··· Exercise data ···

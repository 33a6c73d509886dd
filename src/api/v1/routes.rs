use axum::{
    routing::{get, post},
    Router,
};

use crate::handlers::AppState;
use super::{
    // Dashboard endpoints
    get_chains, get_dao_token, get_eth_token, get_strategies, get_treasury, get_voting_power, health_check,
    // Governance endpoints
    cast_vote, clear_selected_proposal, draft_proposal, execute_proposal, get_latest_proposal,
    get_proposal_by_index, get_proposal_votes, get_selected_proposal, select_proposal,
    // Agent endpoints
    get_selected_agent, list_agents, select_agent,
};

pub fn create_v1_router(app_state: AppState) -> Router {
    // Read-only views of one chain
    let chain_routes = Router::new()
        .route("/tokens/dao", get(get_dao_token))
        .route("/tokens/eth", get(get_eth_token))
        .route("/treasury", get(get_treasury))
        .route("/strategies", get(get_strategies))
        .route("/voting-power/:account", get(get_voting_power))
        .route("/proposals/latest", get(get_latest_proposal))
        .route("/proposals/index/:index", get(get_proposal_by_index))
        .route("/proposals/:proposal_id/votes", get(get_proposal_votes))
        .route("/proposals/:proposal_id/vote", post(cast_vote))
        .route("/proposals/draft", post(draft_proposal))
        .route("/proposals/execute", post(execute_proposal));

    let agent_routes = Router::new()
        .route("/", get(list_agents))
        .route("/selected", get(get_selected_agent).put(select_agent));

    Router::new()
        .route("/health", get(health_check))
        .route("/chains", get(get_chains))
        .nest("/chains/:chain_id", chain_routes)
        .route(
            "/proposals/selected",
            get(get_selected_proposal)
                .put(select_proposal)
                .delete(clear_selected_proposal),
        )
        .nest("/agents", agent_routes)
        .with_state(app_state)
}
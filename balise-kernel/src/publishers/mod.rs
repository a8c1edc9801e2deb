/**
 * PUBLISHERS - Sorties enfichables pour les enveloppes
 *
 * RÔLE :
 * Ce module définit le contrat commun des sorties (log, http, ...) et le
 * registre qui les tient par nom.
 *
 * FONCTIONNEMENT :
 * - Publisher trait = interface commune : une tentative de livraison par
 *   cycle, au mieux, sans accusé de réception ni retry
 * - PublisherRegistry = catalogue nom -> publisher construit explicitement
 *   au démarrage (pas d'état global)
 * - resolve() filtre la liste de sorties demandée : noms inconnus ignorés
 *   avec warning, liste vide acceptée (les cycles tournent à vide)
 *
 * CONTRAT D'ERREUR :
 * Un échec de livraison est local au publisher et au cycle : journalisé par
 * la tâche d'envoi, jamais remonté à la boucle ni aux autres publishers.
 * L'expiration du délai (token annulé) est consultative : un publisher qui
 * fait de l'I/O doit l'observer et abandonner l'envoi en cours.
 */

mod http;
mod log;

pub use http::HttpPublisher;
pub use log::LogPublisher;

use async_trait::async_trait;
use std::collections::HashMap;
use std::sync::Arc;
use tokio_util::sync::CancellationToken;
use tracing::{info, warn};

use crate::config::BaliseConfig;
use crate::models::Envelope;

/// Erreurs possibles lors d'une tentative de livraison
#[derive(Debug, thiserror::Error)]
pub enum PublishError {
    #[error("envelope encoding failed: {0}")]
    Encode(#[from] serde_json::Error),
    #[error("transport error: {0}")]
    Transport(#[from] reqwest::Error),
    #[error("delivery deadline exceeded")]
    DeadlineExceeded,
}

pub type SharedPublisher = Arc<dyn Publisher + Send + Sync>;

/// Interface commune que TOUTES les sorties doivent implémenter
#[async_trait]
pub trait Publisher {
    /// Une tentative de livraison de l'enveloppe, au mieux, sans retry.
    /// `deadline` est le délai partagé du cycle : annulé = abandonner.
    async fn publish(
        &self,
        deadline: CancellationToken,
        envelope: Arc<Envelope>,
    ) -> Result<(), PublishError>;
}

/// Registre central des sorties disponibles, construit au démarrage
#[derive(Default)]
pub struct PublisherRegistry {
    publishers: HashMap<String, SharedPublisher>,
}

impl PublisherRegistry {
    pub fn new() -> Self {
        Self {
            publishers: HashMap::new(),
        }
    }

    /// Enregistre une sortie sous un nom. Un nom déjà pris est remplacé :
    /// le dernier enregistrement gagne.
    pub fn register<P: Publisher + Send + Sync + 'static>(&mut self, name: &str, publisher: P) {
        self.publishers.insert(name.to_string(), Arc::new(publisher));
    }

    /// Résout la liste de sorties demandée, dans l'ordre demandé.
    /// Les noms inconnus sont ignorés avec un warning.
    pub fn resolve(&self, names: &[String]) -> Vec<(String, SharedPublisher)> {
        let mut selected = Vec::new();
        for name in names {
            match self.publishers.get(name) {
                Some(publisher) => {
                    info!(output = %name, "publisher loaded");
                    selected.push((name.clone(), publisher.clone()));
                }
                None => warn!(output = %name, "unknown output name, skipped"),
            }
        }
        selected
    }

    /// Noms de toutes les sorties enregistrées (triés)
    pub fn outputs(&self) -> Vec<String> {
        let mut names: Vec<String> = self.publishers.keys().cloned().collect();
        names.sort();
        names
    }
}

/// Registre par défaut : les deux sorties de référence, "log" et "http"
pub fn default_registry(cfg: &BaliseConfig) -> PublisherRegistry {
    let mut registry = PublisherRegistry::new();
    registry.register("log", LogPublisher);
    registry.register("http", HttpPublisher::new(cfg.http_destination()));
    registry
}

#[cfg(test)]
pub(crate) mod testing {
    use super::*;
    use parking_lot::Mutex;

    /// Sortie de test : enregistre chaque enveloppe livrée.
    #[derive(Clone, Default)]
    pub(crate) struct RecordingPublisher {
        delivered: Arc<Mutex<Vec<Envelope>>>,
    }

    impl RecordingPublisher {
        pub(crate) fn new() -> Self {
            Self::default()
        }

        pub(crate) fn delivered(&self) -> Vec<Envelope> {
            self.delivered.lock().clone()
        }
    }

    #[async_trait]
    impl Publisher for RecordingPublisher {
        async fn publish(
            &self,
            _deadline: CancellationToken,
            envelope: Arc<Envelope>,
        ) -> Result<(), PublishError> {
            self.delivered.lock().push(envelope.as_ref().clone());
            Ok(())
        }
    }

    /// Sortie de test : échoue systématiquement.
    pub(crate) struct FailingPublisher;

    #[async_trait]
    impl Publisher for FailingPublisher {
        async fn publish(
            &self,
            _deadline: CancellationToken,
            _envelope: Arc<Envelope>,
        ) -> Result<(), PublishError> {
            Err(PublishError::DeadlineExceeded)
        }
    }
}
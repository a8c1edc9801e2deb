use tokio::sync::mpsc::Receiver;
use tokio::task::{self, JoinHandle};
use tracing::{debug, info};

use crate::models::Reading;
use crate::store::ReadingStore;

/// Consomme le flux de mesures et alimente le store, une entrée par balise.
/// À la fermeture du canal la boucle se termine proprement : relancer le
/// scanner n'est pas de son ressort.
pub fn spawn_ingest_loop(store: ReadingStore, mut readings: Receiver<Reading>) -> JoinHandle<()> {
    task::spawn(async move {
        while let Some(reading) = readings.recv().await {
            debug!(device = %reading.device_id, "reading ingested");
            store.put(reading);
        }
        info!("readings stream closed, ingest loop exiting");
    })
}
use rand::Rng;
use std::time::Duration;
use time::OffsetDateTime;
use tokio::sync::mpsc::Sender;
use tokio::task::{self, JoinHandle};
use tokio_util::sync::CancellationToken;
use tracing::info;

use crate::models::Reading;

/// Scanner simulé, en attendant un vrai scanner radio : émet une mesure
/// synthétique par balise configurée à chaque intervalle. S'arrête sur
/// annulation ou quand le récepteur du canal disparaît, en fermant le canal
/// pour que l'ingestion observe une fin de flux propre.
pub fn spawn_simulated_scanner(
    devices: Vec<String>,
    every: Duration,
    readings: Sender<Reading>,
    shutdown: CancellationToken,
) -> JoinHandle<()> {
    task::spawn(async move {
        info!(devices = devices.len(), interval = ?every, "simulated scanner started");
        let mut timer = tokio::time::interval(every);
        let mut movement: u8 = 0;

        loop {
            tokio::select! {
                biased;
                _ = shutdown.cancelled() => {
                    info!("simulated scanner stopped");
                    break;
                }
                _ = timer.tick() => {
                    movement = movement.wrapping_add(1);
                    for device in &devices {
                        if readings.send(synth_reading(device, movement)).await.is_err() {
                            info!("readings channel receiver gone, scanner exiting");
                            return;
                        }
                    }
                }
            }
        }
    })
}

/// Valeurs plausibles d'une balise RuuviTag (format 5), légèrement bruitées.
fn synth_reading(device_id: &str, movement: u8) -> Reading {
    let mut rng = rand::thread_rng();
    Reading {
        device_id: device_id.to_string(),
        version: "5".to_string(),
        humidity: rng.gen_range(30.0..60.0),
        temperature: rng.gen_range(18.0..24.0),
        pressure: rng.gen_range(99_000..102_000),
        acceleration_x: rng.gen_range(-0.02..0.02),
        acceleration_y: rng.gen_range(-0.02..0.02),
        acceleration_z: rng.gen_range(0.98..1.04),
        battery_voltage: rng.gen_range(2.8..3.2),
        tx_power: 4,
        movement_counter: movement,
        timestamp: OffsetDateTime::now_utc(),
    }
}

#[cfg(test)]
mod tests {
    use super::*;
    use tokio::sync::mpsc;

    #[tokio::test]
    async fn emits_one_reading_per_configured_device() {
        let (tx, mut rx) = mpsc::channel(16);
        let shutdown = CancellationToken::new();
        let handle = spawn_simulated_scanner(
            vec!["fa:ke:01".to_string(), "fa:ke:02".to_string()],
            Duration::from_millis(10),
            tx,
            shutdown.clone(),
        );

        let first = rx.recv().await.unwrap();
        let second = rx.recv().await.unwrap();
        assert_eq!(first.device_id, "fa:ke:01");
        assert_eq!(second.device_id, "fa:ke:02");
        assert_eq!(first.version, "5");
        assert!(first.pressure >= 99_000 && first.pressure < 102_000);

        shutdown.cancel();
        handle.await.unwrap();
    }

    #[tokio::test]
    async fn cancellation_closes_the_readings_channel() {
        let (tx, mut rx) = mpsc::channel(64);
        let shutdown = CancellationToken::new();
        let handle = spawn_simulated_scanner(
            vec!["fa:ke:01".to_string()],
            Duration::from_millis(10),
            tx,
            shutdown.clone(),
        );

        // au moins une émission avant l'arrêt
        assert!(rx.recv().await.is_some());
        shutdown.cancel();
        handle.await.unwrap();

        // draine ce qui reste : le canal finit fermé
        while rx.recv().await.is_some() {}
    }

    #[tokio::test]
    async fn receiver_drop_stops_the_scanner() {
        let (tx, rx) = mpsc::channel(1);
        let shutdown = CancellationToken::new();
        let handle = spawn_simulated_scanner(
            vec!["fa:ke:01".to_string(), "fa:ke:02".to_string()],
            Duration::from_millis(10),
            tx,
            shutdown,
        );

        drop(rx);
        handle.await.unwrap();
    }
}
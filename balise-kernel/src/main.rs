/**
 * BALISE KERNEL - Point d'entrée du service de balises
 *
 * RÔLE : Orchestration de tous les modules : config, scan, ingestion, cycle
 * de publication, API HTTP, arrêt propre.
 *
 * ARCHITECTURE : scanner (simulé) -> canal de mesures -> store partagé ;
 * cycle périodique -> fan-out vers les sorties configurées ; API Axum en
 * consultation à tout moment. Un seul token d'arrêt pour tout le monde.
 */

mod config;
mod cycle;
mod http;
mod ingest;
mod models;
mod publishers;
mod scan;
mod shutdown;
mod store;

use std::net::SocketAddr;
use std::time::Duration;

use anyhow::{Context, Result};
use time::OffsetDateTime;
use tokio::net::TcpListener;
use tokio::sync::mpsc;
use tokio_util::sync::CancellationToken;
use tracing::{info, warn};
use tracing_subscriber::EnvFilter;

use crate::config::load_config;
use crate::cycle::{spawn_publish_cycle, CycleCounter, PublishCycle};
use crate::http::AppState;
use crate::publishers::default_registry;
use crate::store::ReadingStore;

#[tokio::main]
async fn main() -> Result<()> {
    // variables d'environnement depuis .env (si présent)
    dotenvy::dotenv().ok();

    tracing_subscriber::fmt()
        .with_env_filter(EnvFilter::try_from_default_env().unwrap_or_else(|_| EnvFilter::new("info")))
        .init();

    let cfg = load_config().await;
    let host = gethostname::gethostname().to_string_lossy().into_owned();
    let started = OffsetDateTime::now_utc();
    let tick = Duration::from_secs(cfg.tick_seconds);

    // état partagé et signal d'arrêt
    let store = ReadingStore::new();
    let cycles = CycleCounter::new();
    let shutdown = CancellationToken::new();
    shutdown::spawn_signal_listener(shutdown.clone());

    // sorties configurées
    let registry = default_registry(&cfg);
    let outputs = registry.resolve(&cfg.outputs);
    if outputs.is_empty() {
        warn!(
            requested = ?cfg.outputs,
            available = ?registry.outputs(),
            "no output resolved, publish cycles will run empty"
        );
    }

    // scanner simulé -> canal -> ingestion
    let (readings_tx, readings_rx) = mpsc::channel(cfg.scanner_buffer);
    scan::spawn_simulated_scanner(
        cfg.scan.devices.clone(),
        Duration::from_secs(cfg.scan.interval_seconds),
        readings_tx,
        shutdown.clone(),
    );
    ingest::spawn_ingest_loop(store.clone(), readings_rx);

    // cycle de publication
    let cycle = PublishCycle::new(
        store.clone(),
        outputs,
        host.clone(),
        started,
        tick,
        cycles.clone(),
    );
    spawn_publish_cycle(cycle, shutdown.clone());

    // API HTTP
    let app_state = AppState {
        store: store.clone(),
        host,
        started,
        cycles,
    };
    let app = http::build_router(app_state);

    let addr = SocketAddr::from(([0, 0, 0, 0], cfg.http_port));
    let listener = TcpListener::bind(addr)
        .await
        .with_context(|| format!("failed to bind {addr}"))?;
    info!("listening on http://{addr}");

    shutdown::serve_until_shutdown(listener, app, shutdown, shutdown::DRAIN_GRACE)
        .await
        .context("query surface server error")?;

    info!(devices = store.len(), "shutting down ..");
    Ok(())
}
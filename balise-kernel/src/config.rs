use serde::{Deserialize, Serialize};
use std::path::Path;
use tokio::fs;
use tracing::warn;

#[derive(Debug, Serialize, Deserialize, Clone)]
#[serde(default)]
pub struct BaliseConfig {
    /// Intervalle entre deux cycles de publication (secondes, > 0)
    pub tick_seconds: u64,
    /// Taille du canal de mesures entre scanner et ingestion
    pub scanner_buffer: usize,
    /// Port de l'API HTTP
    pub http_port: u16,
    /// Sorties activées, dans l'ordre (ex: ["log", "http"])
    pub outputs: Vec<String>,
    /// Destination du publisher http (BALISE_PUBLISHER_HTTP_URI prime)
    pub publisher_http_uri: Option<String>,
    pub scan: ScanConf,
}

#[derive(Debug, Serialize, Deserialize, Clone)]
#[serde(default)]
pub struct ScanConf {
    /// Intervalle d'émission du scanner simulé (secondes, > 0)
    pub interval_seconds: u64,
    /// Identités des balises simulées
    pub devices: Vec<String>,
}

impl Default for BaliseConfig {
    fn default() -> Self {
        Self {
            tick_seconds: 60,
            scanner_buffer: 10,
            http_port: 8080,
            outputs: vec!["log".to_string()],
            publisher_http_uri: None,
            scan: ScanConf::default(),
        }
    }
}

impl Default for ScanConf {
    fn default() -> Self {
        Self {
            interval_seconds: 5,
            devices: vec![
                "fa:ke:ba:11:5e:01".to_string(),
                "fa:ke:ba:11:5e:02".to_string(),
            ],
        }
    }
}

impl BaliseConfig {
    /// URI de destination du publisher http : la variable d'environnement
    /// BALISE_PUBLISHER_HTTP_URI prime sur le fichier de config.
    pub fn http_destination(&self) -> Option<String> {
        std::env::var("BALISE_PUBLISHER_HTTP_URI")
            .ok()
            .filter(|uri| !uri.is_empty())
            .or_else(|| self.publisher_http_uri.clone())
    }
}

pub async fn load_config() -> BaliseConfig {
    let path = std::env::var("BALISE_KERNEL_CONFIG").unwrap_or_else(|_| "balise.yaml".into());
    load_config_from(&path).await
}

pub async fn load_config_from(path: &str) -> BaliseConfig {
    let cfg = if Path::new(path).exists() {
        let txt = fs::read_to_string(path).await.unwrap_or_default();
        if txt.trim().is_empty() {
            BaliseConfig::default()
        } else {
            serde_yaml::from_str(&txt).unwrap_or_else(|e| {
                warn!("config invalide: {e}");
                BaliseConfig::default()
            })
        }
    } else {
        warn!("pas de {path}, usage config par défaut");
        BaliseConfig::default()
    };
    sanitize(cfg)
}

fn sanitize(mut cfg: BaliseConfig) -> BaliseConfig {
    if cfg.tick_seconds == 0 {
        warn!("tick_seconds doit être > 0, retour à 60");
        cfg.tick_seconds = 60;
    }
    if cfg.scanner_buffer == 0 {
        warn!("scanner_buffer doit être > 0, retour à 10");
        cfg.scanner_buffer = 10;
    }
    if cfg.scan.interval_seconds == 0 {
        warn!("scan.interval_seconds doit être > 0, retour à 5");
        cfg.scan.interval_seconds = 5;
    }
    cfg
}

#[cfg(test)]
mod tests {
    use super::*;
    use std::io::Write;

    #[test]
    fn defaults_match_the_documented_values() {
        let cfg = BaliseConfig::default();
        assert_eq!(cfg.tick_seconds, 60);
        assert_eq!(cfg.scanner_buffer, 10);
        assert_eq!(cfg.http_port, 8080);
        assert_eq!(cfg.outputs, vec!["log"]);
        assert!(cfg.publisher_http_uri.is_none());
        assert_eq!(cfg.scan.interval_seconds, 5);
        assert_eq!(cfg.scan.devices.len(), 2);
    }

    #[tokio::test]
    async fn loads_a_complete_yaml_file() {
        let mut file = tempfile::NamedTempFile::new().unwrap();
        write!(
            file,
            r#"
tick_seconds: 15
scanner_buffer: 4
http_port: 9000
outputs: ["log", "http"]
publisher_http_uri: "http://collector.local/ingest"
scan:
  interval_seconds: 2
  devices: ["aa:bb"]
"#
        )
        .unwrap();

        let cfg = load_config_from(file.path().to_str().unwrap()).await;
        assert_eq!(cfg.tick_seconds, 15);
        assert_eq!(cfg.scanner_buffer, 4);
        assert_eq!(cfg.http_port, 9000);
        assert_eq!(cfg.outputs, vec!["log", "http"]);
        assert_eq!(
            cfg.publisher_http_uri.as_deref(),
            Some("http://collector.local/ingest")
        );
        assert_eq!(cfg.scan.devices, vec!["aa:bb"]);
    }

    #[tokio::test]
    async fn partial_yaml_falls_back_to_defaults_per_field() {
        let mut file = tempfile::NamedTempFile::new().unwrap();
        writeln!(file, "tick_seconds: 5").unwrap();

        let cfg = load_config_from(file.path().to_str().unwrap()).await;
        assert_eq!(cfg.tick_seconds, 5);
        assert_eq!(cfg.http_port, 8080);
        assert_eq!(cfg.outputs, vec!["log"]);
    }

    #[tokio::test]
    async fn invalid_yaml_falls_back_to_defaults() {
        let mut file = tempfile::NamedTempFile::new().unwrap();
        writeln!(file, ": : :").unwrap();

        let cfg = load_config_from(file.path().to_str().unwrap()).await;
        assert_eq!(cfg.tick_seconds, 60);
    }

    #[tokio::test]
    async fn missing_file_falls_back_to_defaults() {
        let cfg = load_config_from("/nonexistent/balise.yaml").await;
        assert_eq!(cfg.http_port, 8080);
    }

    #[tokio::test]
    async fn zero_intervals_are_rejected_to_defaults() {
        let mut file = tempfile::NamedTempFile::new().unwrap();
        write!(
            file,
            r#"
tick_seconds: 0
scanner_buffer: 0
scan:
  interval_seconds: 0
"#
        )
        .unwrap();

        let cfg = load_config_from(file.path().to_str().unwrap()).await;
        assert_eq!(cfg.tick_seconds, 60);
        assert_eq!(cfg.scanner_buffer, 10);
        assert_eq!(cfg.scan.interval_seconds, 5);
    }

    // seul test du binaire à modifier BALISE_PUBLISHER_HTTP_URI
    #[test]
    fn environment_overrides_config_for_http_destination() {
        let cfg = BaliseConfig {
            publisher_http_uri: Some("http://collector.local/ingest".to_string()),
            ..BaliseConfig::default()
        };

        std::env::set_var("BALISE_PUBLISHER_HTTP_URI", "http://env.local/ingest");
        assert_eq!(
            cfg.http_destination().as_deref(),
            Some("http://env.local/ingest")
        );

        // variable vide = non configurée
        std::env::set_var("BALISE_PUBLISHER_HTTP_URI", "");
        assert_eq!(
            cfg.http_destination().as_deref(),
            Some("http://collector.local/ingest")
        );

        std::env::remove_var("BALISE_PUBLISHER_HTTP_URI");
        assert_eq!(
            cfg.http_destination().as_deref(),
            Some("http://collector.local/ingest")
        );
    }
}
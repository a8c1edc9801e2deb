use parking_lot::RwLock;
use std::collections::HashMap;
use std::sync::Arc;

use crate::models::{Reading, ReadingsMap};

/// Dernière mesure connue par balise, partagée entre l'ingestion, le cycle
/// de publication et l'API HTTP.
///
/// Verrou lecteurs/rédacteur : `put` prend l'accès exclusif le temps d'un
/// insert, `snapshot` l'accès partagé le temps de la copie. Le verrou n'est
/// jamais tenu pendant une I/O.
#[derive(Clone, Default)]
pub struct ReadingStore {
    readings: Arc<RwLock<ReadingsMap>>,
}

impl ReadingStore {
    pub fn new() -> Self {
        Self {
            readings: Arc::new(RwLock::new(HashMap::new())),
        }
    }

    /// Insère ou remplace l'entrée de la balise. Le dernier arrivé gagne,
    /// sans regarder l'horodatage embarqué.
    pub fn put(&self, reading: Reading) {
        self.readings
            .write()
            .insert(reading.device_id.clone(), reading);
    }

    pub fn get(&self, device_id: &str) -> Option<Reading> {
        self.readings.read().get(device_id).cloned()
    }

    /// Copie indépendante des dernières mesures, sûre à itérer après retour
    /// quels que soient les `put` suivants.
    pub fn snapshot(&self) -> Vec<Reading> {
        self.readings.read().values().cloned().collect()
    }

    pub fn len(&self) -> usize {
        self.readings.read().len()
    }
}
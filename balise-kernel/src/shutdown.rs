use axum::Router;
use std::time::Duration;
use tokio::net::TcpListener;
use tokio::signal;
use tokio_util::sync::CancellationToken;
use tracing::{info, warn};

/// Délai par défaut accordé aux requêtes en vol une fois l'arrêt demandé.
pub const DRAIN_GRACE: Duration = Duration::from_secs(5);

/// Annule le token d'arrêt à la réception de SIGINT ou SIGTERM. Les boucles
/// de fond et le serveur HTTP observent tous ce même token.
pub fn spawn_signal_listener(shutdown: CancellationToken) {
    tokio::spawn(async move {
        wait_for_signal().await;
        info!("termination signal received, shutting down");
        shutdown.cancel();
    });
}

async fn wait_for_signal() {
    let ctrl_c = async {
        if let Err(e) = signal::ctrl_c().await {
            warn!("failed to listen for ctrl-c: {e}");
            std::future::pending::<()>().await;
        }
    };

    #[cfg(unix)]
    let terminate = async {
        match signal::unix::signal(signal::unix::SignalKind::terminate()) {
            Ok(mut sigterm) => {
                sigterm.recv().await;
            }
            Err(e) => {
                warn!("failed to listen for SIGTERM: {e}");
                std::future::pending::<()>().await;
            }
        }
    };

    #[cfg(not(unix))]
    let terminate = std::future::pending::<()>();

    tokio::select! {
        _ = ctrl_c => {}
        _ = terminate => {}
    }
}

/// Sert l'API jusqu'à l'annulation du token, puis laisse aux requêtes en vol
/// le délai `grace` pour se terminer. Un drain qui dépasse ce délai est
/// journalisé, jamais remonté comme erreur.
pub async fn serve_until_shutdown(
    listener: TcpListener,
    app: Router,
    shutdown: CancellationToken,
    grace: Duration,
) -> std::io::Result<()> {
    let drain = shutdown.clone();
    let server = async move {
        axum::serve(listener, app)
            .with_graceful_shutdown(async move { drain.cancelled().await })
            .await
    };

    tokio::select! {
        result = server => result,
        _ = async {
            shutdown.cancelled().await;
            tokio::time::sleep(grace).await;
        } => {
            warn!("grace period expired before all connections drained");
            Ok(())
        }
    }
}
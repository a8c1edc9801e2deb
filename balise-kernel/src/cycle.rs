use std::sync::atomic::{AtomicU64, Ordering};
use std::sync::Arc;
use std::time::Duration;
use time::OffsetDateTime;
use tokio::task::JoinHandle;
use tokio::time::{interval_at, Instant, MissedTickBehavior};
use tokio_util::sync::CancellationToken;
use tracing::{debug, info, warn};

use crate::models::Envelope;
use crate::publishers::SharedPublisher;
use crate::store::ReadingStore;

/// Compteur de cycles, partagé entre la boucle de publication et l'API HTTP.
/// Démarre à zéro : la première enveloppe publiée porte 1.
#[derive(Clone, Default)]
pub struct CycleCounter(Arc<AtomicU64>);

impl CycleCounter {
    pub fn new() -> Self {
        Self::default()
    }

    fn advance(&self) -> u64 {
        self.0.fetch_add(1, Ordering::Relaxed) + 1
    }

    pub fn current(&self) -> u64 {
        self.0.load(Ordering::Relaxed)
    }
}

/// Boucle de publication périodique : à chaque tick, construit une enveloppe
/// et la distribue à toutes les sorties résolues sans attendre leurs
/// livraisons.
pub struct PublishCycle {
    store: ReadingStore,
    outputs: Vec<(String, SharedPublisher)>,
    host: String,
    started: OffsetDateTime,
    tick: Duration,
    counter: CycleCounter,
}

impl PublishCycle {
    pub fn new(
        store: ReadingStore,
        outputs: Vec<(String, SharedPublisher)>,
        host: String,
        started: OffsetDateTime,
        tick: Duration,
        counter: CycleCounter,
    ) -> Self {
        Self {
            store,
            outputs,
            host,
            started,
            tick,
            counter,
        }
    }

    /// Tourne jusqu'à l'annulation du token. Premier déclenchement un tick
    /// complet après le démarrage; un tick manqué est sauté, jamais rattrapé.
    pub async fn run(self, shutdown: CancellationToken) {
        let mut timer = interval_at(Instant::now() + self.tick, self.tick);
        timer.set_missed_tick_behavior(MissedTickBehavior::Skip);

        info!(
            tick_seconds = self.tick.as_secs(),
            outputs = self.outputs.len(),
            "publish cycle started"
        );

        loop {
            tokio::select! {
                biased;
                _ = shutdown.cancelled() => {
                    info!(cycles = self.counter.current(), "publish cycle stopped");
                    break;
                }
                _ = timer.tick() => self.fire(),
            }
        }
    }

    /// Un cycle : avance le compteur, fige l'enveloppe, lance une tâche de
    /// livraison par sortie. Le délai du cycle est partagé par toutes les
    /// livraisons et n'affecte jamais le cycle suivant.
    fn fire(&self) {
        let tick = self.counter.advance();
        if self.outputs.is_empty() {
            debug!(tick, "no outputs resolved, nothing to dispatch");
            return;
        }

        let envelope = Arc::new(Envelope::build(&self.host, tick, self.started, &self.store));
        let deadline = CancellationToken::new();

        let expiry = deadline.clone();
        let budget = self.tick;
        tokio::spawn(async move {
            tokio::time::sleep(budget).await;
            expiry.cancel();
        });

        debug!(tick, devices = envelope.data.len(), "dispatching envelope");
        for (name, publisher) in &self.outputs {
            let name = name.clone();
            let publisher = publisher.clone();
            let envelope = envelope.clone();
            let deadline = deadline.clone();
            tokio::spawn(async move {
                if let Err(e) = publisher.publish(deadline, envelope).await {
                    warn!(output = %name, tick, error = %e, "publish failed");
                }
            });
        }
    }
}

pub fn spawn_publish_cycle(cycle: PublishCycle, shutdown: CancellationToken) -> JoinHandle<()> {
    tokio::task::spawn(cycle.run(shutdown))
}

···

◆ Work request ◆
Among the lines of the data above, count those holding "chaque" and state only the number.

◆ Problem solution ◆
3